About this task:
Report every line below that carries the word "anyhow".
╭─ Entries shown
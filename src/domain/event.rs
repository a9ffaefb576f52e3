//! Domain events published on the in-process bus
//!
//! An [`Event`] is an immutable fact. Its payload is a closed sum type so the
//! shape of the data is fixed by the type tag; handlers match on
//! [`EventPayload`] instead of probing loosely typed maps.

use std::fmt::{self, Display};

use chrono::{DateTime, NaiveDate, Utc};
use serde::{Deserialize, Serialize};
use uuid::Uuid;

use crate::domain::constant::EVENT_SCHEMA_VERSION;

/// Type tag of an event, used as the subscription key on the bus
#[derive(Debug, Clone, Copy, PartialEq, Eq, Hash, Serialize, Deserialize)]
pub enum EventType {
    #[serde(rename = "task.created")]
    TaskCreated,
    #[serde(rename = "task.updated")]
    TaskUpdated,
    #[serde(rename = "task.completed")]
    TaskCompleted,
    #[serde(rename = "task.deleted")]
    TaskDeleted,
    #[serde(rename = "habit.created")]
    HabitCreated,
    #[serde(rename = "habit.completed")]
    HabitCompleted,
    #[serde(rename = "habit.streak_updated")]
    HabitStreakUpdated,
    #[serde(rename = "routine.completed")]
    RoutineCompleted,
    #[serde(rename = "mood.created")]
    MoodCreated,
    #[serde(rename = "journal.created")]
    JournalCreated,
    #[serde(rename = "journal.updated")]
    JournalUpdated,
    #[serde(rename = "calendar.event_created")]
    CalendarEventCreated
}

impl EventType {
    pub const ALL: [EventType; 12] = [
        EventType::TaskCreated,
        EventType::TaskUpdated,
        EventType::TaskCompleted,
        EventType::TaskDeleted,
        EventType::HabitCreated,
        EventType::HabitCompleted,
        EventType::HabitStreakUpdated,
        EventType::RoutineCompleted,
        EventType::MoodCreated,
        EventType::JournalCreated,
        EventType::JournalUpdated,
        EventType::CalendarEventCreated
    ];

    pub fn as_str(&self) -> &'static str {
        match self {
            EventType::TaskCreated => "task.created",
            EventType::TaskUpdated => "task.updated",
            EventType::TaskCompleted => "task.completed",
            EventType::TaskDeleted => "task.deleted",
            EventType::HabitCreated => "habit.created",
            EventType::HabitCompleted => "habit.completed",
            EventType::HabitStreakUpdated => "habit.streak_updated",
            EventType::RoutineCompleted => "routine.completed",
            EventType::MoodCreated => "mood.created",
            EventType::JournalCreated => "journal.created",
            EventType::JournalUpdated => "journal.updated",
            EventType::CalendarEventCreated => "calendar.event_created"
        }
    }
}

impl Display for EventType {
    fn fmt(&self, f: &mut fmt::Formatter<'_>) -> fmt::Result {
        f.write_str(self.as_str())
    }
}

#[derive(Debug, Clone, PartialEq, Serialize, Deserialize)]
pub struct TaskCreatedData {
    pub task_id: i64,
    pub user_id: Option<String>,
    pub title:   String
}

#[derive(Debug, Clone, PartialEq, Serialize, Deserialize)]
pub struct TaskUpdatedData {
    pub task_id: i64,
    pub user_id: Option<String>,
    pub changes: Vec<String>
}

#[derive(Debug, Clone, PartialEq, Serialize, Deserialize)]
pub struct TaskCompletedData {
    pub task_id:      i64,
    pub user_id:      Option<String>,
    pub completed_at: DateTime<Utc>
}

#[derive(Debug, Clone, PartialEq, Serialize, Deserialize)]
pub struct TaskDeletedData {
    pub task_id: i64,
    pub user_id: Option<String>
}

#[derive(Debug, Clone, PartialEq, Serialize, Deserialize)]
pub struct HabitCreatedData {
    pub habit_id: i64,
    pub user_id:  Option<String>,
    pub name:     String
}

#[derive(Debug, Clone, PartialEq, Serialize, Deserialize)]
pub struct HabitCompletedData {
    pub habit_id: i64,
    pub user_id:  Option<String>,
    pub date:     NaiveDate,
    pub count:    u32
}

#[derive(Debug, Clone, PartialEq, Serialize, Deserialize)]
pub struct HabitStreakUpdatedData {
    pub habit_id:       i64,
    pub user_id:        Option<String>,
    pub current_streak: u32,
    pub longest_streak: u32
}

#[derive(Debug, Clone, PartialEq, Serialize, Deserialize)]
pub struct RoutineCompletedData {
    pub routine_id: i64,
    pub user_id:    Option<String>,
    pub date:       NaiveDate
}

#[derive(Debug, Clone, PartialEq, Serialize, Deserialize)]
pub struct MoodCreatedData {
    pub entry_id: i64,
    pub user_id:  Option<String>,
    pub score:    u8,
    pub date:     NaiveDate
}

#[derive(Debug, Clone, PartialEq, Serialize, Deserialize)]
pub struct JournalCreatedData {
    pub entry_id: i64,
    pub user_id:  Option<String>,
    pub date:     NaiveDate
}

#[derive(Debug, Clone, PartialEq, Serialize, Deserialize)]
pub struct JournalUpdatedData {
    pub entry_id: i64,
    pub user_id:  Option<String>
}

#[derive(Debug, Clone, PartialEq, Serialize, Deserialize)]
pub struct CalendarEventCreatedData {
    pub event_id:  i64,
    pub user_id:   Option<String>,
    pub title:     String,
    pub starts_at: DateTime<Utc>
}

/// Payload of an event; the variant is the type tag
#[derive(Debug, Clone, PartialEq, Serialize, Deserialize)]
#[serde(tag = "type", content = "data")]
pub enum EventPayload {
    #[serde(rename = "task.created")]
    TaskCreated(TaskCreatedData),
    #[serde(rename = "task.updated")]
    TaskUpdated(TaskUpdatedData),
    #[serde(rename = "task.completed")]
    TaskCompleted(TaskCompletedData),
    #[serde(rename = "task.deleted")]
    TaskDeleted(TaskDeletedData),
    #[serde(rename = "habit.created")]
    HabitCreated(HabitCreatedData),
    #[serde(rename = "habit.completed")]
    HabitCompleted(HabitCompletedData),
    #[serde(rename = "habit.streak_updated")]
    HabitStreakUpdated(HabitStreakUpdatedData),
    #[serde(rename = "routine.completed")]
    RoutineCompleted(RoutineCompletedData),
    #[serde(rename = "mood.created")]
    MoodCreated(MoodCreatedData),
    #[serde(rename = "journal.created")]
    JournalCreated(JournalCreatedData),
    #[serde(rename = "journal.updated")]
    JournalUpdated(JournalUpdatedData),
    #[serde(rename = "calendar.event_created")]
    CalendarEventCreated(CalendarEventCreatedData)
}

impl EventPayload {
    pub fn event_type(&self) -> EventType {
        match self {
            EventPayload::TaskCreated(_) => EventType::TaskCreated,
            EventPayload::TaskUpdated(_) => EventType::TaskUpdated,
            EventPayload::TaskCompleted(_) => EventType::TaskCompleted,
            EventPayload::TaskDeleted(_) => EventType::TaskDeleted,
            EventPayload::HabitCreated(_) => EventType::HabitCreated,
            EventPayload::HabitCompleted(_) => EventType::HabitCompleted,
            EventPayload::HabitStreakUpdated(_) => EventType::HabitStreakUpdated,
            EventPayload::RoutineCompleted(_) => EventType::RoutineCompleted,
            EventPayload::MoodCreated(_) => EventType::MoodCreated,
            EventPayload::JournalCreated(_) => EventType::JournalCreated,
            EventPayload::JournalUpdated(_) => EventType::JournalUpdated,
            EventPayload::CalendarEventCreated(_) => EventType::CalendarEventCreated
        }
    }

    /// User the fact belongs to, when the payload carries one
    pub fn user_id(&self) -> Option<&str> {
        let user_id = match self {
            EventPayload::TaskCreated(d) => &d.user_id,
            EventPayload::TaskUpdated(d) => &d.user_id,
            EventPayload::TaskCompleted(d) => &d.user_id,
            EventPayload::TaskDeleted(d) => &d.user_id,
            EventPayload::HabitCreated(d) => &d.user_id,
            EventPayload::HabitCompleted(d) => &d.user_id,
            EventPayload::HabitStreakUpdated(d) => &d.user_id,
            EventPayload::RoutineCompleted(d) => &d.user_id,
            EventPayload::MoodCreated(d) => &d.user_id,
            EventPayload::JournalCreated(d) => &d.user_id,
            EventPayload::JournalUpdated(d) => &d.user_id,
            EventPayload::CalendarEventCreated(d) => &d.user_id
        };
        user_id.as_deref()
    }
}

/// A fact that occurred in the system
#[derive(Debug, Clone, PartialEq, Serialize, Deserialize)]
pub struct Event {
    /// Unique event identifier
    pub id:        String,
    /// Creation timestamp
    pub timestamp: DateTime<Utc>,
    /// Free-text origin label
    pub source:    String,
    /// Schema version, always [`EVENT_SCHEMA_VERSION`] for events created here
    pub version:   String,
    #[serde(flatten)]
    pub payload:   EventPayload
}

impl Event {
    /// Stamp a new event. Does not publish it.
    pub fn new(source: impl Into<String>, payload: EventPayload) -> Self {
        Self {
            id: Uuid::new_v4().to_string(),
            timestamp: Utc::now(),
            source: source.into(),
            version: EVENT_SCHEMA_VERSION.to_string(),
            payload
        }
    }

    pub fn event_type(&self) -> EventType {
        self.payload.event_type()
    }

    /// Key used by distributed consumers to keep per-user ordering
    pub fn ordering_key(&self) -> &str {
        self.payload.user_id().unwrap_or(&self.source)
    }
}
╰─
╭─ Entries shown
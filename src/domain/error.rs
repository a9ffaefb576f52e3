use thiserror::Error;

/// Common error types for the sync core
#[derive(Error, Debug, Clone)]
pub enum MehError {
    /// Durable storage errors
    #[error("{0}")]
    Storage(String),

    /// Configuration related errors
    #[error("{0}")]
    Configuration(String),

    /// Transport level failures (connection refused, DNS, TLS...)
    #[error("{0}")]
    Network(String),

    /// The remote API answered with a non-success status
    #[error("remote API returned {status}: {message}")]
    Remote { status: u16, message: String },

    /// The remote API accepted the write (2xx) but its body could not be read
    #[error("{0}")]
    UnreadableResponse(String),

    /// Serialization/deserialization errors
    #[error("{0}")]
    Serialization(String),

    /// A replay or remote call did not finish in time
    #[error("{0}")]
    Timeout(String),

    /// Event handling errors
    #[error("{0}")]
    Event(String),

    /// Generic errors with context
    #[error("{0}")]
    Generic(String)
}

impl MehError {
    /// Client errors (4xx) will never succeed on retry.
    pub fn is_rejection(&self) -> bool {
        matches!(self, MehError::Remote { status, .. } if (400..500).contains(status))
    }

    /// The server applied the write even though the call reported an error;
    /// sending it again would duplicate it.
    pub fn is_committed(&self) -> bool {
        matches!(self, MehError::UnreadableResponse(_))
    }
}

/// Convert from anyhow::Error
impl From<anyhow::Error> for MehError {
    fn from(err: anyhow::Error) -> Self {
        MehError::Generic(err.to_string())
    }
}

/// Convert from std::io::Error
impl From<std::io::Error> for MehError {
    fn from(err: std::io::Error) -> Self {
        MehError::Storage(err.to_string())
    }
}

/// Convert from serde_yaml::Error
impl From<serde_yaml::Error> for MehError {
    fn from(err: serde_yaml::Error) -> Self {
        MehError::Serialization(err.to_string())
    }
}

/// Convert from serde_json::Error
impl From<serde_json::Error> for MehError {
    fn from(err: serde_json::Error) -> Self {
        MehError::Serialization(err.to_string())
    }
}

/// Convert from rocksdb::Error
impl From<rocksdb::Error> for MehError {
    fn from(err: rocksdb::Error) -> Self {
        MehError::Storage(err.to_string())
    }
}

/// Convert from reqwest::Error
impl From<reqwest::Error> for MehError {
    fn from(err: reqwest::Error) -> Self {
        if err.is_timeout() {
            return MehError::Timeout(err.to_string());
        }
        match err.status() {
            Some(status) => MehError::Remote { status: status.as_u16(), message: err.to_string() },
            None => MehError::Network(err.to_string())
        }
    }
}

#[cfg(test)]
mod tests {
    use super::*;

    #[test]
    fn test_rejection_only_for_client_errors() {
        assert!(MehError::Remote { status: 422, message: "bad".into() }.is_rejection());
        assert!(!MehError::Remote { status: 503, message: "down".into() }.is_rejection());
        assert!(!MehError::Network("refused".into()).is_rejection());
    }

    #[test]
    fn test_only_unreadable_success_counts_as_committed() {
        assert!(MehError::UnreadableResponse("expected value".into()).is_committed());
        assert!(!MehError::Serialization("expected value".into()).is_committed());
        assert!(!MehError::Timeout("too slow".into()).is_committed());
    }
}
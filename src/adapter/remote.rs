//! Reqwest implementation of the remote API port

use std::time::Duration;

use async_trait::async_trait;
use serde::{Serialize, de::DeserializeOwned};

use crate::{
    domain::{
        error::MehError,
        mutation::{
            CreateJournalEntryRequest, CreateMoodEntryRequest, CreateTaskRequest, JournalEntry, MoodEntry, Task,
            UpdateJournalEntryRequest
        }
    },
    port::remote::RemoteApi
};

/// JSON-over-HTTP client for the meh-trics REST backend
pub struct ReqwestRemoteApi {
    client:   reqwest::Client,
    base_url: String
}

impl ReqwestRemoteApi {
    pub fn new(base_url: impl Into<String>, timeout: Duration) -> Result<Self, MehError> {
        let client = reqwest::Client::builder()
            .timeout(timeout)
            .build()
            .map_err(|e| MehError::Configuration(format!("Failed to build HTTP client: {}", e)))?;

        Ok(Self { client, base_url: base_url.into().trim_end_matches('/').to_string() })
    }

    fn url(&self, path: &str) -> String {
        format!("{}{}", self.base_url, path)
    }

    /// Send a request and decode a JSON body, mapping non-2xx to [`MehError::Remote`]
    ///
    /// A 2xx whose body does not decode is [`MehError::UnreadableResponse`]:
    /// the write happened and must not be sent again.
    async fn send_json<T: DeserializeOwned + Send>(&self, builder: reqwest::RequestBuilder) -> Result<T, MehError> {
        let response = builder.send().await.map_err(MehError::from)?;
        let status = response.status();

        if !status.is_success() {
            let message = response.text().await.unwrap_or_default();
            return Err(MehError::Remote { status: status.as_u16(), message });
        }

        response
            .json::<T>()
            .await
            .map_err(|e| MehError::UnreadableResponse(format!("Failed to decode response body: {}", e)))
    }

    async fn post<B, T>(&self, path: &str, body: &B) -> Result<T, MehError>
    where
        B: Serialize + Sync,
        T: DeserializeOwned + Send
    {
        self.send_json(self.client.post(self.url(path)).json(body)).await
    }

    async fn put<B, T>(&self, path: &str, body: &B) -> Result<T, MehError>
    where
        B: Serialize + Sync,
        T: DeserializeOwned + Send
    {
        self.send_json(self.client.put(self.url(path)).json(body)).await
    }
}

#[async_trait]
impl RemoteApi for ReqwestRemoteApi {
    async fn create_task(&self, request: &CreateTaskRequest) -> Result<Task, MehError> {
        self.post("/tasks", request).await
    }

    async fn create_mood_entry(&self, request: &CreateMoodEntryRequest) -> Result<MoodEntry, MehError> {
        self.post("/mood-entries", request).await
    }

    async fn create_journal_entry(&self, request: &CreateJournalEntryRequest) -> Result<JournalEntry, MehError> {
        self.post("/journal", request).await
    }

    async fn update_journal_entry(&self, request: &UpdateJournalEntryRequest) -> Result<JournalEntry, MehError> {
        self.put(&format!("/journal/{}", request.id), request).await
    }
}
╰─
Solution below:
/// Convert from anyhow::Error
impl From<anyhow::Error> for MehError {
    fn from(err: anyhow::Error) -> Self {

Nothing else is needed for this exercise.